**Source data:**

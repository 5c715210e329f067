//! Simulation tuning
//!
//! Every balance constant a session reads lives here so a host can load a
//! variant from JSON. Defaults reproduce the stock game.

use serde::{Deserialize, Serialize};

use crate::consts::*;
use crate::error::SettingsError;
use crate::sim::board::Cell;

/// Game settings/tuning
#[derive(Debug, Clone, PartialEq, Serialize, Deserialize)]
#[serde(default)]
pub struct Settings {
    // === Board ===
    pub board_width: i32,
    pub board_height: i32,
    pub cell_size: f32,
    /// Cacti scattered over the interior at launch
    pub cactus_count: u32,

    // === Timing (ms) ===
    pub fuse_ms: u64,
    pub explosion_lifetime_ms: u64,
    pub invulnerability_ms: u64,
    pub boost_duration_ms: u64,
    pub scavenger_duration_ms: u64,
    pub battle_duration_ms: u64,
    pub spawn_wave_interval_ms: u64,
    pub bot_land_interval_ms: u64,
    pub overtime_bot_land_interval_ms: u64,
    pub potion_interval_ms: u64,

    // === Players ===
    pub primary_life: i32,
    pub bot_life: i32,
    /// Chance per tick that a bot picks a new heading
    pub bot_turn_chance: f64,
    /// Where the Scavenger player starts
    pub scavenger_start: Cell,
    /// Where Player1 and Player2 start in Battle
    pub battle_starts: [Cell; 2],
}

impl Default for Settings {
    fn default() -> Self {
        Self {
            board_width: BOARD_WIDTH,
            board_height: BOARD_HEIGHT,
            cell_size: CELL_SIZE,
            cactus_count: CACTUS_COUNT,

            fuse_ms: FUSE_MS,
            explosion_lifetime_ms: EXPLOSION_LIFETIME_MS,
            invulnerability_ms: INVULNERABILITY_MS,
            boost_duration_ms: BOOST_DURATION_MS,
            scavenger_duration_ms: SCAVENGER_DURATION_MS,
            battle_duration_ms: BATTLE_DURATION_MS,
            spawn_wave_interval_ms: SPAWN_WAVE_INTERVAL_MS,
            bot_land_interval_ms: BOT_LAND_INTERVAL_MS,
            overtime_bot_land_interval_ms: OVERTIME_BOT_LAND_INTERVAL_MS,
            potion_interval_ms: POTION_INTERVAL_MS,

            primary_life: PRIMARY_LIFE,
            bot_life: BOT_LIFE,
            bot_turn_chance: BOT_TURN_CHANCE,
            scavenger_start: Cell::new(10, 10),
            battle_starts: [Cell::new(7, 7), Cell::new(14, 14)],
        }
    }
}

impl Settings {
    /// Parse and validate settings from JSON; missing fields take defaults
    pub fn from_json(json: &str) -> Result<Self, SettingsError> {
        let settings: Settings = serde_json::from_str(json)?;
        if let Err(e) = settings.validate() {
            log::warn!("Refusing settings: {e}");
            return Err(e);
        }
        log::info!(
            "Loaded settings: {}x{} board, fuse {}ms",
            settings.board_width,
            settings.board_height,
            settings.fuse_ms
        );
        Ok(settings)
    }

    /// Serialize to pretty JSON (for hosts that persist tuning)
    pub fn to_json(&self) -> Result<String, SettingsError> {
        Ok(serde_json::to_string_pretty(self)?)
    }

    /// Reject tunings the engine cannot run with
    pub fn validate(&self) -> Result<(), SettingsError> {
        // Border trees plus at least one walkable interior cell
        if self.board_width < 3 || self.board_height < 3 {
            return Err(invalid(
                "board_width",
                format!(
                    "board must be at least 3x3, got {}x{}",
                    self.board_width, self.board_height
                ),
            ));
        }
        if !(self.cell_size > 0.0) {
            return Err(invalid("cell_size", format!("must be positive, got {}", self.cell_size)));
        }
        if self.explosion_lifetime_ms == 0 {
            return Err(invalid("explosion_lifetime_ms", "must be non-zero".into()));
        }
        for (field, period) in [
            ("spawn_wave_interval_ms", self.spawn_wave_interval_ms),
            ("bot_land_interval_ms", self.bot_land_interval_ms),
            ("overtime_bot_land_interval_ms", self.overtime_bot_land_interval_ms),
            ("potion_interval_ms", self.potion_interval_ms),
        ] {
            if period == 0 {
                return Err(invalid(field, "repeating interval must be non-zero".into()));
            }
        }
        if self.primary_life <= 0 || self.bot_life <= 0 {
            return Err(invalid("primary_life", "starting life must be positive".into()));
        }
        if !(0.0..=1.0).contains(&self.bot_turn_chance) {
            return Err(invalid(
                "bot_turn_chance",
                format!("must be within [0, 1], got {}", self.bot_turn_chance),
            ));
        }
        let interior = |c: Cell| {
            c.x > 0 && c.y > 0 && c.x < self.board_width - 1 && c.y < self.board_height - 1
        };
        if !interior(self.scavenger_start) {
            return Err(invalid(
                "scavenger_start",
                format!("{:?} is not an interior cell", self.scavenger_start),
            ));
        }
        if let Some(bad) = self.battle_starts.iter().find(|c| !interior(**c)) {
            return Err(invalid("battle_starts", format!("{bad:?} is not an interior cell")));
        }
        Ok(())
    }
}

fn invalid(field: &'static str, reason: String) -> SettingsError {
    SettingsError::Invalid { field, reason }
}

**Work instruction:** In your answer, include only the lines above starting at the line that holds "fields take defaults" and ending at the line that holds "pub fn to_json(&self)", copied exactly.

**Exercise response:**
    /// Parse and validate settings from JSON; missing fields take defaults
    pub fn from_json(json: &str) -> Result<Self, SettingsError> {
        let settings: Settings = serde_json::from_str(json)?;
        if let Err(e) = settings.validate() {
            log::warn!("Refusing settings: {e}");
            return Err(e);
        }
        log::info!(
            "Loaded settings: {}x{} board, fuse {}ms",
            settings.board_width,
            settings.board_height,
            settings.fuse_ms
        );
        Ok(settings)
    }

    /// Serialize to pretty JSON (for hosts that persist tuning)
    pub fn to_json(&self) -> Result<String, SettingsError> {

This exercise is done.